All of the datasets for training should be placed under CYCLE.DATASET_ROOT
defined in config-file. The whole structure need to like this:
Path | Description |
---|---|
CYCLE.DATASET_ROOT | Main directory of datasets |
└ CYCLE.DATASET_A_NAME | Generated mask data root directory |
├ cell_mask | Instance segmentation ground truth(.npy format) of generated mask data |
└ CYCLE.DATASET_A_SCALE | Specified scale of generated mask data(.png format) |
└ CYCLE.DATASET_B_NAME | Real pathology |
└ CYCLE.DATASET_B_SCALE | Specified scale of real pathology(.png format) |
Datasets for testing segmentation performance should be prepared according to Detectron2-Use Builtin Datasets or Use Custom Datasets.

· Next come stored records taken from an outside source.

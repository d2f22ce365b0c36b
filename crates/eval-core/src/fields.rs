//! Labeled field extraction — lightweight regex-based scanner for
//! `Label: value` lines in free-text model output.

use regex::Regex;
use tracing::debug;

/// Characters a labeled value may consist of.
#[derive(Debug, Clone, Copy, PartialEq, Eq)]
pub enum CharClass {
    /// SAN-like move tokens: letters, digits and `+ # = -`.
    MoveChars,
    /// Decimal digits only.
    Digits,
}

impl CharClass {
    fn pattern(self) -> &'static str {
        match self {
            CharClass::MoveChars => r"A-Za-z0-9+#=\-",
            CharClass::Digits => r"0-9",
        }
    }
}

/// Scanner for the first `<label>:` occurrence followed by optional
/// whitespace and a maximal non-empty run of `class` characters.
#[derive(Debug, Clone)]
pub struct LabeledField {
    label: String,
    re: Regex,
}

impl LabeledField {
    pub fn new(label: &str, class: CharClass) -> Result<Self, regex::Error> {
        let pattern = format!(r"{}:\s*([{}]+)", regex::escape(label), class.pattern());
        Ok(Self {
            label: label.to_string(),
            re: Regex::new(&pattern)?,
        })
    }

    /// Returns the captured value of the first match, if any.
    pub fn extract<'a>(&self, text: &'a str) -> Option<&'a str> {
        let value = self.re.captures(text).and_then(|c| c.get(1)).map(|m| m.as_str());
        if value.is_none() {
            debug!(label = %self.label, "Labeled field not found in response");
        }
        value
    }
}
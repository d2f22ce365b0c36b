//! Judge configuration from environment variables

use std::env;
use std::path::PathBuf;

pub const DEFAULT_RESULTS_DIR: &str = "outputs/judged_results";

#[derive(Clone, Debug)]
pub struct JudgeConfig {
    /// Directory judged prediction files are written to (created on demand)
    pub results_dir: PathBuf,
}

impl JudgeConfig {
    pub fn from_env() -> Self {
        Self {
            results_dir: env::var("JUDGED_RESULTS_DIR")
                .map(PathBuf::from)
                .unwrap_or_else(|_| PathBuf::from(DEFAULT_RESULTS_DIR)),
        }
    }
}

impl Default for JudgeConfig {
    fn default() -> Self {
        Self {
            results_dir: PathBuf::from(DEFAULT_RESULTS_DIR),
        }
    }
}
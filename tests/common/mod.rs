use std::fs;
use std::path::{Path, PathBuf};

use eval_judge::JudgeConfig;
use serde_json::Value;
use tempfile::TempDir;

/// Scratch workspace holding inputs and the results directory.
pub struct Workspace {
    pub dir: TempDir,
}

impl Workspace {
    pub fn new() -> Self {
        Self {
            dir: tempfile::tempdir().expect("tempdir"),
        }
    }

    /// Write a JSON input file and return its path.
    pub fn write(&self, name: &str, value: &Value) -> PathBuf {
        let path = self.dir.path().join(name);
        fs::write(&path, serde_json::to_string_pretty(value).unwrap()).unwrap();
        path
    }

    pub fn config(&self) -> JudgeConfig {
        JudgeConfig {
            results_dir: self.dir.path().join("judged_results"),
        }
    }
}

pub fn read_json(path: &Path) -> Value {
    serde_json::from_str(&fs::read_to_string(path).unwrap()).unwrap()
}
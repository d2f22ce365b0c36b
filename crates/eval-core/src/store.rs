//! JSON file persistence.

use std::fs;
use std::io::Write;
use std::path::Path;

use serde::de::DeserializeOwned;
use serde::Serialize;
use tempfile::NamedTempFile;

use crate::error::StoreError;

pub fn read_json<T: DeserializeOwned>(path: &Path) -> Result<T, StoreError> {
    let data = fs::read_to_string(path).map_err(|source| StoreError::Read {
        path: path.to_path_buf(),
        source,
    })?;
    serde_json::from_str(&data).map_err(|source| StoreError::Decode {
        path: path.to_path_buf(),
        source,
    })
}

/// Pretty-print `value` to `path`, creating parent directories.
///
/// The JSON goes to a temp file in the destination directory which is then
/// renamed over `path`, so readers never observe a partial file.
pub fn write_json_atomic<T: Serialize>(path: &Path, value: &T) -> Result<(), StoreError> {
    let json = serde_json::to_string_pretty(value)?;

    let dir = match path.parent() {
        Some(p) if !p.as_os_str().is_empty() => p,
        _ => Path::new("."),
    };
    let write_err = |source| StoreError::Write {
        path: path.to_path_buf(),
        source,
    };

    fs::create_dir_all(dir).map_err(write_err)?;
    let mut tmp = NamedTempFile::new_in(dir).map_err(write_err)?;
    tmp.write_all(json.as_bytes()).map_err(write_err)?;
    tmp.as_file().sync_all().map_err(write_err)?;
    tmp.persist(path).map_err(|e| write_err(e.error))?;
    Ok(())
}
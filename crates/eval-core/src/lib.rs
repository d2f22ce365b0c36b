//! Response parsing, move judging and metrics for the chess puzzle
//! evaluation harness.

pub mod error;
pub mod fields;
pub mod judge;
pub mod lichess;
pub mod metrics;
pub mod parser;
pub mod store;
pub mod types;

pub use error::{DatasetError, StoreError};
pub use judge::judge_move;
pub use metrics::MetricsReport;
pub use parser::{parse_response, ParsedResponse};
pub use types::{Judgment, Position, Prediction, PredictionSet, Usage};
//! Move judging: strict SAN token comparison.

/// Check and mate decorations a model may append to its move.
const DECORATIONS: &[char] = &['+', '#'];

/// Compare a predicted move with the ground truth.
///
/// The ground truth is taken as canonical; only the prediction has its
/// trailing `+`/`#` removed. No chess-rules equivalence is attempted, so
/// `Nbd2` and `Nd2` are different answers.
pub fn judge_move(predicted: Option<&str>, correct: &str) -> bool {
    let Some(predicted) = predicted else {
        return false;
    };
    let predicted = predicted.trim().trim_end_matches(DECORATIONS);
    !predicted.is_empty() && predicted == correct.trim()
}
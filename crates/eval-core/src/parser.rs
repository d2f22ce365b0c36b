//! Response parsing: pulls the move token and self-reported confidence out
//! of a model response.

use std::sync::LazyLock;

use tracing::debug;

use crate::fields::{CharClass, LabeledField};

/// Confidence assumed when the response does not state one.
pub const DEFAULT_CONFIDENCE: f64 = 100.0;

/// Stated confidences above this are clamped.
pub const MAX_CONFIDENCE: f64 = 100.0;

static MOVE_FIELD: LazyLock<LabeledField> =
    LazyLock::new(|| LabeledField::new("Move", CharClass::MoveChars).expect("valid move pattern"));

static CONFIDENCE_FIELD: LazyLock<LabeledField> = LazyLock::new(|| {
    LabeledField::new("Confidence", CharClass::Digits).expect("valid confidence pattern")
});

#[derive(Debug, Clone, PartialEq)]
pub struct ParsedResponse {
    /// `None` when the response carries no `Move:` label
    pub model_move: Option<String>,
    /// In [0, 100]
    pub confidence: f64,
}

pub fn parse_response(text: &str) -> ParsedResponse {
    ParsedResponse {
        model_move: extract_move(text),
        confidence: extract_confidence(text),
    }
}

pub fn extract_move(text: &str) -> Option<String> {
    MOVE_FIELD.extract(text).map(str::to_string)
}

pub fn extract_confidence(text: &str) -> f64 {
    CONFIDENCE_FIELD
        .extract(text)
        .and_then(|digits| digits.parse::<f64>().ok())
        .map(clamp_confidence)
        .unwrap_or(DEFAULT_CONFIDENCE)
}

fn clamp_confidence(stated: f64) -> f64 {
    if stated > MAX_CONFIDENCE {
        debug!(stated, clamped = MAX_CONFIDENCE, "Confidence above maximum, clamping");
        return MAX_CONFIDENCE;
    }
    stated
}
//! Aggregate statistics over a batch of judgments.

use serde::Serialize;

use crate::types::Judgment;

/// z-score of a two-sided 95% normal-approximation interval.
pub const Z_95: f64 = 1.96;

#[derive(Debug, Clone, PartialEq, Serialize)]
pub struct MetricsReport {
    /// Fraction correct, in [0, 1]
    pub accuracy: f64,
    /// Half-width of the 95% interval around `accuracy`
    pub confidence_interval: f64,
    /// |mean confidence - accuracy|, absent for an empty batch
    pub calibration_error: Option<f64>,
    pub total_samples: usize,
}

impl MetricsReport {
    pub fn from_judgments(judgments: &[Judgment]) -> Self {
        let total = judgments.len();
        if total == 0 {
            return Self {
                accuracy: 0.0,
                confidence_interval: 0.0,
                calibration_error: None,
                total_samples: 0,
            };
        }

        let n = total as f64;
        let correct = judgments.iter().filter(|j| j.correct).count();
        let accuracy = correct as f64 / n;
        let confidence_interval = Z_95 * (accuracy * (1.0 - accuracy) / n).sqrt();

        let mean_confidence = judgments.iter().map(|j| j.confidence / 100.0).sum::<f64>() / n;
        let calibration_error = Some((mean_confidence - accuracy).abs());

        Self {
            accuracy,
            confidence_interval,
            calibration_error,
            total_samples: total,
        }
    }
}

#[cfg(test)]
mod tests {
    use super::*;

    fn judgment(correct: bool, confidence: f64) -> Judgment {
        Judgment {
            model_answer: Some("e4".to_string()),
            correct_answer: "e4".to_string(),
            correct,
            confidence,
        }
    }

    #[test]
    fn test_empty_batch() {
        let report = MetricsReport::from_judgments(&[]);
        assert_eq!(report.accuracy, 0.0);
        assert_eq!(report.confidence_interval, 0.0);
        assert!(!report.confidence_interval.is_nan());
        assert_eq!(report.calibration_error, None);
        assert_eq!(report.total_samples, 0);
    }

    #[test]
    fn test_half_correct_calibration() {
        let report = MetricsReport::from_judgments(&[judgment(true, 90.0), judgment(false, 90.0)]);
        assert_eq!(report.accuracy, 0.5);
        assert!((report.calibration_error.unwrap() - 0.4).abs() < 1e-12);
        let expected = 1.96 * (0.25f64 / 2.0).sqrt();
        assert!((report.confidence_interval - expected).abs() < 1e-12);
    }

    #[test]
    fn test_single_correct_sample_has_zero_interval() {
        let report = MetricsReport::from_judgments(&[judgment(true, 95.0)]);
        assert_eq!(report.accuracy, 1.0);
        assert_eq!(report.confidence_interval, 0.0);
        assert!((report.calibration_error.unwrap() - 0.05).abs() < 1e-12);
    }

    #[test]
    fn test_all_wrong() {
        let report = MetricsReport::from_judgments(&[judgment(false, 0.0), judgment(false, 0.0)]);
        assert_eq!(report.accuracy, 0.0);
        assert_eq!(report.confidence_interval, 0.0);
        assert_eq!(report.calibration_error, Some(0.0));
        assert_eq!(report.total_samples, 2);
    }
}
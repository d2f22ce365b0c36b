//! Runner configuration from CLI arguments and environment variables

use std::env;
use std::path::PathBuf;

use crate::error::RunnerError;

pub const DEFAULT_MODEL: &str = "claude-3-opus-20240229";
pub const DEFAULT_API_URL: &str = "https://api.anthropic.com";
pub const DEFAULT_PREDICTIONS_DIR: &str = "outputs/model_predictions";

/// Generation settings sent with every request.
#[derive(Clone, Debug, PartialEq)]
pub struct ModelConfig {
    /// Model identifier, also used to name the predictions file
    pub model: String,
    pub max_tokens: u32,
    pub temperature: f64,
}

impl Default for ModelConfig {
    fn default() -> Self {
        Self {
            model: DEFAULT_MODEL.to_string(),
            max_tokens: 150,
            temperature: 0.0,
        }
    }
}

#[derive(Clone, Debug)]
pub struct RunnerConfig {
    pub model: ModelConfig,

    /// Maximum requests in flight
    pub num_workers: usize,

    /// Anthropic API key (ANTHROPIC_API_KEY)
    pub api_key: String,

    /// API base URL, overridable for proxies (ANTHROPIC_API_URL)
    pub api_url: String,

    /// Directory holding predictions_<model>.json (MODEL_PREDICTIONS_DIR)
    pub predictions_dir: PathBuf,
}

impl RunnerConfig {
    /// Combine CLI-provided model settings with the environment.
    pub fn load(model: ModelConfig, num_workers: usize) -> Result<Self, RunnerError> {
        let api_key = env::var("ANTHROPIC_API_KEY")
            .map_err(|_| RunnerError::Config("ANTHROPIC_API_KEY not set"))?;

        let api_url = env::var("ANTHROPIC_API_URL")
            .unwrap_or_else(|_| DEFAULT_API_URL.to_string())
            .trim_end_matches('/')
            .to_string();

        let predictions_dir = env::var("MODEL_PREDICTIONS_DIR")
            .map(PathBuf::from)
            .unwrap_or_else(|_| PathBuf::from(DEFAULT_PREDICTIONS_DIR));

        if num_workers == 0 {
            return Err(RunnerError::Config("num_workers must be at least 1"));
        }

        Ok(Self {
            model,
            num_workers,
            api_key,
            api_url,
            predictions_dir,
        })
    }

    pub fn predictions_path(&self) -> PathBuf {
        self.predictions_dir
            .join(format!("predictions_{}.json", self.model.model))
    }
}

For our setting, we recommend registering a COCO Format Dataset, which means adjusting gt_json_file
and gt_path
in train.py
to your path of groung truth.
We provide checkpoints used in the transfer learning experiments in our paper via Google Drive. Please download the checkpoints from the URL: https://drive.google.com/drive/folders/1Pg2YRjyIxCPBsL7VVFZIaiVCB0iWKLJq?usp=sharing
Then, you can reproduce the results in our paper. For example, you can train the Panoptic FPN on the Kumar dataset with:
python tools/train_net.py --config-file ./configs/ours/seg/kumar/proposed_panoptic.yaml
Moreover, you can use the pretrained backbone to extract the features for various tasks, such as classification, MIL, and calculation of fidelity metrics (such as FID). An example for extracting the features is provided in 'tools/classify_demo.ipynb'
.
@ARTICLE{UNITPATHSSL,
author={Song, Zhiyun and Du, Penghui and Yan, Junpeng and Li, Kailu and Shou, Jianzhong and Lai, Maode and Fan, Yubo and Xu, Yan},
journal={IEEE Transactions on Medical Imaging},
title={Nucleus-aware Self-supervised Pretraining Using Unpaired Image-to-image Translation for Histopathology Images},
year={2024},
volume={43},
number={1},
pages={459-472},
doi={10.1109/TMI.2023.3309971}}
This is a research reference implementation and is treated as a one-time code drop. As such, we do not accept outside code contributions in the form of pull requests.